Assigned task:
Every line containing the word "many" is to be copied from the data below.

(Dataset begins)

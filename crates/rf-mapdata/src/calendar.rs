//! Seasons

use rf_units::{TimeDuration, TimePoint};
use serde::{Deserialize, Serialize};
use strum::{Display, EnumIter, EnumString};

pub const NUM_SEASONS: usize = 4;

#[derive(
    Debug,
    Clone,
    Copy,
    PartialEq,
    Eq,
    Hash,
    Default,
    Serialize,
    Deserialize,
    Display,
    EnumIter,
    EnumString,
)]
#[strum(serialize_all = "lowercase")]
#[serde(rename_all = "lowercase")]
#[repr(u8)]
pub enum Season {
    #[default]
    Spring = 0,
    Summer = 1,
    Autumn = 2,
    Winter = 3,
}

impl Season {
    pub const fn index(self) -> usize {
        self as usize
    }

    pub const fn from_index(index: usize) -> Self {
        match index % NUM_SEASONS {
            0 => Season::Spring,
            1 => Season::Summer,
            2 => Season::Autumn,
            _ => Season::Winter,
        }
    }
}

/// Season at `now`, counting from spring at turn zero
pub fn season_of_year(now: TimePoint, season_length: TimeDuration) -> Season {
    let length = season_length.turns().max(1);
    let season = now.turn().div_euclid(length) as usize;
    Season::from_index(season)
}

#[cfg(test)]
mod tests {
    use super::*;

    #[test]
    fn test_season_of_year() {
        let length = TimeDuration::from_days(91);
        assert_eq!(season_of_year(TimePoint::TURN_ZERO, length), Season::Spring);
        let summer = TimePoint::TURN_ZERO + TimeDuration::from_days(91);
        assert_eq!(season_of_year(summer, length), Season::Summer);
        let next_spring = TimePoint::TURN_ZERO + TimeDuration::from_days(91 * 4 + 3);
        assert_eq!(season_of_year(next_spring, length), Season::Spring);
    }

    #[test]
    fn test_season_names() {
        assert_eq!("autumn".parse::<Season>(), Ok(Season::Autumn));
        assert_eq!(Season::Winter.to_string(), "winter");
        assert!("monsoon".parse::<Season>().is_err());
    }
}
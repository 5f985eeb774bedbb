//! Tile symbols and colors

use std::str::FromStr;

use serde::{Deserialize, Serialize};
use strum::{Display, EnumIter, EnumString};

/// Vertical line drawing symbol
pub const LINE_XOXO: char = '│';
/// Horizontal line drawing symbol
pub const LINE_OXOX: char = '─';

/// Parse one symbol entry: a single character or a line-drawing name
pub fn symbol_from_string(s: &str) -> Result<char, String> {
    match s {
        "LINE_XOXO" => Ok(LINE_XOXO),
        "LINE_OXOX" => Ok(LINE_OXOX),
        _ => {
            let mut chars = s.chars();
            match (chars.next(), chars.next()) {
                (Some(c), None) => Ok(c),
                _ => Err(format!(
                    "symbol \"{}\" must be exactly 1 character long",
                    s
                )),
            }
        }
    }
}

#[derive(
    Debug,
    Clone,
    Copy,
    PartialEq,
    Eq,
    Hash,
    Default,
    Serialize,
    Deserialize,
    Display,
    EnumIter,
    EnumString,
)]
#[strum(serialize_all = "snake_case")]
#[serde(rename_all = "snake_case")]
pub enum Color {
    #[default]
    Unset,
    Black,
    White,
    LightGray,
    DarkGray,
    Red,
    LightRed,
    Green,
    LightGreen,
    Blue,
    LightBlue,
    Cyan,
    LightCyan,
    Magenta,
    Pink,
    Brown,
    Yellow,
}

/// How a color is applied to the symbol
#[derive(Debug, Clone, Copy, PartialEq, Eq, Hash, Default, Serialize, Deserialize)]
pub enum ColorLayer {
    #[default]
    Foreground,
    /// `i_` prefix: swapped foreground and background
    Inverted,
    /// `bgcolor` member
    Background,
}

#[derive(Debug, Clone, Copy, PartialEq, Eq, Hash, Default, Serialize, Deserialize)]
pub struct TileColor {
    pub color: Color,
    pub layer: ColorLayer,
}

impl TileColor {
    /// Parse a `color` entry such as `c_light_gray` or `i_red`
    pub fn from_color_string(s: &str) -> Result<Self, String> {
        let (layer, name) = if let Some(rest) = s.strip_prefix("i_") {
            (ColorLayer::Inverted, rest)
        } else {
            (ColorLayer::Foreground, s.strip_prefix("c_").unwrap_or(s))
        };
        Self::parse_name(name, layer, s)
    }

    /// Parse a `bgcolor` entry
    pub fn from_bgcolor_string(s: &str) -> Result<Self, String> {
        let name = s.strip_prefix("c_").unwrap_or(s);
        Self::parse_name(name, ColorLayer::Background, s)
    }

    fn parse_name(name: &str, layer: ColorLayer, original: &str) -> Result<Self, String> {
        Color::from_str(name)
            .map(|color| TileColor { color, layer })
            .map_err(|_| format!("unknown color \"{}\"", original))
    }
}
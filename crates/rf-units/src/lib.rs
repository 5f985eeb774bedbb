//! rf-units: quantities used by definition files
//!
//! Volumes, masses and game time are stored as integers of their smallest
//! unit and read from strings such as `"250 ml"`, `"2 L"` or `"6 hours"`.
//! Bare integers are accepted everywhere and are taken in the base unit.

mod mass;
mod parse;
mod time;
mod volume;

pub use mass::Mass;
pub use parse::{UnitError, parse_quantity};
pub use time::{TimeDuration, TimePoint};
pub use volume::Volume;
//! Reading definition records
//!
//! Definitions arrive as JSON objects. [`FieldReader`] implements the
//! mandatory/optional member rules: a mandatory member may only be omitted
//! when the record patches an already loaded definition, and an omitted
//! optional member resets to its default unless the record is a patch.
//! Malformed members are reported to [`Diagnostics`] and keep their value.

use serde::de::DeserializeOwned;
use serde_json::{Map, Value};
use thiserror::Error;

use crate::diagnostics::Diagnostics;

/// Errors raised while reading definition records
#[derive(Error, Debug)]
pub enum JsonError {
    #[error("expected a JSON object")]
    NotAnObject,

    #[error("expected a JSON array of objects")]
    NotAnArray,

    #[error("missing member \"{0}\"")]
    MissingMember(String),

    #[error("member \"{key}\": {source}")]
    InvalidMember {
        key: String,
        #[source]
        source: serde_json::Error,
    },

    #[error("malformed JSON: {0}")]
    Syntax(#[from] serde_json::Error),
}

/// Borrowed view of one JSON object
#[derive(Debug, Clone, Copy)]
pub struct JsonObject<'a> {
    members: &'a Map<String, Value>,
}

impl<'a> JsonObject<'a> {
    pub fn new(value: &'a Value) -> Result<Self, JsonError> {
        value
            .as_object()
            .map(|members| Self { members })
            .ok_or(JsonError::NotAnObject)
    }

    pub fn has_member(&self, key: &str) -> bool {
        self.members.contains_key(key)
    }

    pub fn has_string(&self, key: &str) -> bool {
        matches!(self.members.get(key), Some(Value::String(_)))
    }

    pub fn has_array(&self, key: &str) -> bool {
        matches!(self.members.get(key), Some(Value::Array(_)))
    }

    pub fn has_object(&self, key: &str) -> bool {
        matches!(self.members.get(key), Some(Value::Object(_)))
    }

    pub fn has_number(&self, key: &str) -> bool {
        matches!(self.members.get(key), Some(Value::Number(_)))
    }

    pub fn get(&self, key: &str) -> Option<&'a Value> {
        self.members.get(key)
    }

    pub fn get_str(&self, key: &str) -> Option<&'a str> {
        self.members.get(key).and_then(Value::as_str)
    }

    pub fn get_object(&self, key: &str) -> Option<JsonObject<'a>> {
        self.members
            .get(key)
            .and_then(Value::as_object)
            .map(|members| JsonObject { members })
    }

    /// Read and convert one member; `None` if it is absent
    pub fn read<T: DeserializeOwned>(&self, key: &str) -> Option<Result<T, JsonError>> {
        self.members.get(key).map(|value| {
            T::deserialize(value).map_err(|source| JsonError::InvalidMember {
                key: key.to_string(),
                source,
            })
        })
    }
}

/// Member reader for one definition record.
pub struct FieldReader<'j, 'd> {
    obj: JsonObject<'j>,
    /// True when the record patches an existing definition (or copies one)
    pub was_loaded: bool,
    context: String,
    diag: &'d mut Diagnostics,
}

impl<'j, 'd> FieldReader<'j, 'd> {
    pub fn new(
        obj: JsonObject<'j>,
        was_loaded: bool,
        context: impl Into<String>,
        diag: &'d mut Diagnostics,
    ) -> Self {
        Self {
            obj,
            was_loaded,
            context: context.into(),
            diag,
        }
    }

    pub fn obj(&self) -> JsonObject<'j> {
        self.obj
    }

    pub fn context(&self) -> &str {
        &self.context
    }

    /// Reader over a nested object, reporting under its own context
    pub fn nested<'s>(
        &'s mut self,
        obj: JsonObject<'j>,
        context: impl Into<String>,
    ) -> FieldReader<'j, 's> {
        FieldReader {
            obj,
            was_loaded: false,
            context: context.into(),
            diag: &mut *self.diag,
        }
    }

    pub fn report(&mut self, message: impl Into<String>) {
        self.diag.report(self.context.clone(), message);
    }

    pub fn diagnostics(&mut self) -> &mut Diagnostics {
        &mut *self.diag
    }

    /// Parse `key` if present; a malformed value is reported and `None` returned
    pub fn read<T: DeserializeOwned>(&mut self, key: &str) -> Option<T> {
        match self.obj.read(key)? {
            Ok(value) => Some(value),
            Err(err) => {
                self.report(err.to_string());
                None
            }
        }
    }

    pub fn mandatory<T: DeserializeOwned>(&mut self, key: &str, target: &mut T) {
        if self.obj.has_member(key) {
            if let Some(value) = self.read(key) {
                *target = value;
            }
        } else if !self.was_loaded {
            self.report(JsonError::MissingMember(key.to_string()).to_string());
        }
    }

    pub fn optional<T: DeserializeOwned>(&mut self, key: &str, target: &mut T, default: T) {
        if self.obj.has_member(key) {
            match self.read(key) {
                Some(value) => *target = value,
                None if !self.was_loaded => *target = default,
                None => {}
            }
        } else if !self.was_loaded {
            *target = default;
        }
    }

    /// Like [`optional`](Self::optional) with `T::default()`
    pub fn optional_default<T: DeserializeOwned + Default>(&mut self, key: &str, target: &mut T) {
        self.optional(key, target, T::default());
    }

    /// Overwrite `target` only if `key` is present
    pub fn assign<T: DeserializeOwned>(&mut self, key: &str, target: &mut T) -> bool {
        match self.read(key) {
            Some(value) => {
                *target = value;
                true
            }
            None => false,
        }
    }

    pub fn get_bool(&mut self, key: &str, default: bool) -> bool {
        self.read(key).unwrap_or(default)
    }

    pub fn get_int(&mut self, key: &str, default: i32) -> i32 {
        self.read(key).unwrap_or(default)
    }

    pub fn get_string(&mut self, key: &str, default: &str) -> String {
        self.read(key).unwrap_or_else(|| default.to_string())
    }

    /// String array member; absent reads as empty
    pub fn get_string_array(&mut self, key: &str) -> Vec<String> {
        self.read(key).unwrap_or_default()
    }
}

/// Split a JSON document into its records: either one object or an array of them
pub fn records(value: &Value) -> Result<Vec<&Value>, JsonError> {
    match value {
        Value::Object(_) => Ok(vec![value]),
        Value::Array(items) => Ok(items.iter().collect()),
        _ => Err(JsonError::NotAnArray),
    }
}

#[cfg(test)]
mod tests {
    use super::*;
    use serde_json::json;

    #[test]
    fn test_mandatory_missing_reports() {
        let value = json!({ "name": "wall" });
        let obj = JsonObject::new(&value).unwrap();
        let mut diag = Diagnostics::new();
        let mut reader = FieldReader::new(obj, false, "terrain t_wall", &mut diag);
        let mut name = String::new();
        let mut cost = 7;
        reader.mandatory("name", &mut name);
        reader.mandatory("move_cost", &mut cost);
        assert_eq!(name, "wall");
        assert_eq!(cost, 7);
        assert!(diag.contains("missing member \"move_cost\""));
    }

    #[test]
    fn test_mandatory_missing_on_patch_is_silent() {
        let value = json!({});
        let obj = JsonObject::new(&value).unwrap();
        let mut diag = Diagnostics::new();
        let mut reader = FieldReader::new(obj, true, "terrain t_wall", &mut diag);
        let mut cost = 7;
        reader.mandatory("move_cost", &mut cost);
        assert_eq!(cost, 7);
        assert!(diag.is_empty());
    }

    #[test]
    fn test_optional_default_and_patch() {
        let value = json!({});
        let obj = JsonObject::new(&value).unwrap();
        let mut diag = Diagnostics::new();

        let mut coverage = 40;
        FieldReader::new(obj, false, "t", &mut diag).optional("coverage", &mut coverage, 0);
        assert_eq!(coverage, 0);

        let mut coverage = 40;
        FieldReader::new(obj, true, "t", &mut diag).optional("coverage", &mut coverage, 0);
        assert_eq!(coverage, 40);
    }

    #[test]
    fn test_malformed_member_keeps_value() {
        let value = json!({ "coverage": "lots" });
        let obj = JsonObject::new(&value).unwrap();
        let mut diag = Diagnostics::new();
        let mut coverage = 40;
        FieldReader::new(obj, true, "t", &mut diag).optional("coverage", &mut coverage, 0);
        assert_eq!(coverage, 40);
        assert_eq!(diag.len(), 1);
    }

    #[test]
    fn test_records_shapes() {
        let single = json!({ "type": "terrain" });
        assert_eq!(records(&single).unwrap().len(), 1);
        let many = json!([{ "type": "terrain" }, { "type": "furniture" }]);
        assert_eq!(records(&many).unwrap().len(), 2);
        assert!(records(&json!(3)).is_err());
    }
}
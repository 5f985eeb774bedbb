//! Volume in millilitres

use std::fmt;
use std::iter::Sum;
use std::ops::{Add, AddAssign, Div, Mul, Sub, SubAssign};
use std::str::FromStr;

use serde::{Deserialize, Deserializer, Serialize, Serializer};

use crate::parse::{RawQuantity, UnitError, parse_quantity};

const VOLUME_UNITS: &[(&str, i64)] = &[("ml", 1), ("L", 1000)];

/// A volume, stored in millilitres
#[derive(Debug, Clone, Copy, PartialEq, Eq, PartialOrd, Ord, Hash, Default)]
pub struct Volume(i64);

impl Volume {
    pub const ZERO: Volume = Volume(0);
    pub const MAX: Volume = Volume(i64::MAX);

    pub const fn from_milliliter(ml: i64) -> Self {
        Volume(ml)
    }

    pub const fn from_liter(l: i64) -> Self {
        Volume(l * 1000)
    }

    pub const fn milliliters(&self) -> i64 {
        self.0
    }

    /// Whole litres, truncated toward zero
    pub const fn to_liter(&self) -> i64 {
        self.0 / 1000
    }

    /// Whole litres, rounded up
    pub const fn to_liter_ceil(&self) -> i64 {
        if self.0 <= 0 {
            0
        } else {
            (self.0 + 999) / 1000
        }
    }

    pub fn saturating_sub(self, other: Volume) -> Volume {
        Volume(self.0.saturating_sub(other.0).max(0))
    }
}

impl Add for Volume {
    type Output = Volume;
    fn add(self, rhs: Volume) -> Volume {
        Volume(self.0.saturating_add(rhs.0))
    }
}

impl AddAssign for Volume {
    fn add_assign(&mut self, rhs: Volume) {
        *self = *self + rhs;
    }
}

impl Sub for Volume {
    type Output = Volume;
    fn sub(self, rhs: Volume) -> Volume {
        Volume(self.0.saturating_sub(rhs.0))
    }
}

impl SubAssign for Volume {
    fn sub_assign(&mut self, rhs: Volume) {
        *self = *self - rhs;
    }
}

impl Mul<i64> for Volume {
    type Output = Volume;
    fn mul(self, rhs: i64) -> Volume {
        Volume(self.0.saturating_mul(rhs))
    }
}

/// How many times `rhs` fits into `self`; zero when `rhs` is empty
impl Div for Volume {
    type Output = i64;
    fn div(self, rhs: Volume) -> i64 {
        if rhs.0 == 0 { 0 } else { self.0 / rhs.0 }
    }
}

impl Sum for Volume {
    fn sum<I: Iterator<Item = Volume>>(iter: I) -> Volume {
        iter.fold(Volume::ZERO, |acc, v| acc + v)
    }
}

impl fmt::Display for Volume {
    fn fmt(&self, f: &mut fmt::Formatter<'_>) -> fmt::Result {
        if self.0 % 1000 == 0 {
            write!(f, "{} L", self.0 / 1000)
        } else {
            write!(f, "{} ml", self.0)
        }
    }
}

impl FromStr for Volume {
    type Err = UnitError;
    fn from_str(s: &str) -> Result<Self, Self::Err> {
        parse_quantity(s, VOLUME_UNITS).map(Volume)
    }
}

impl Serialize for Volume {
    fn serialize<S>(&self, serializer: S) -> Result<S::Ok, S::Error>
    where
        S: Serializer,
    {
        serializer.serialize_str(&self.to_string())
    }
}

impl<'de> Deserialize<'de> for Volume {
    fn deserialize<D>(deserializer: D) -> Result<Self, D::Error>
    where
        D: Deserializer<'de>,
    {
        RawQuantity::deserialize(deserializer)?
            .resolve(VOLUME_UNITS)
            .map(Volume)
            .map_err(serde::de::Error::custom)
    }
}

(Dataset ends)

Answer space:
        let many = json!([{ "type": "terrain" }, { "type": "furniture" }]);
        assert_eq!(records(&many).unwrap().len(), 2);
/// How many times `rhs` fits into `self`; zero when `rhs` is empty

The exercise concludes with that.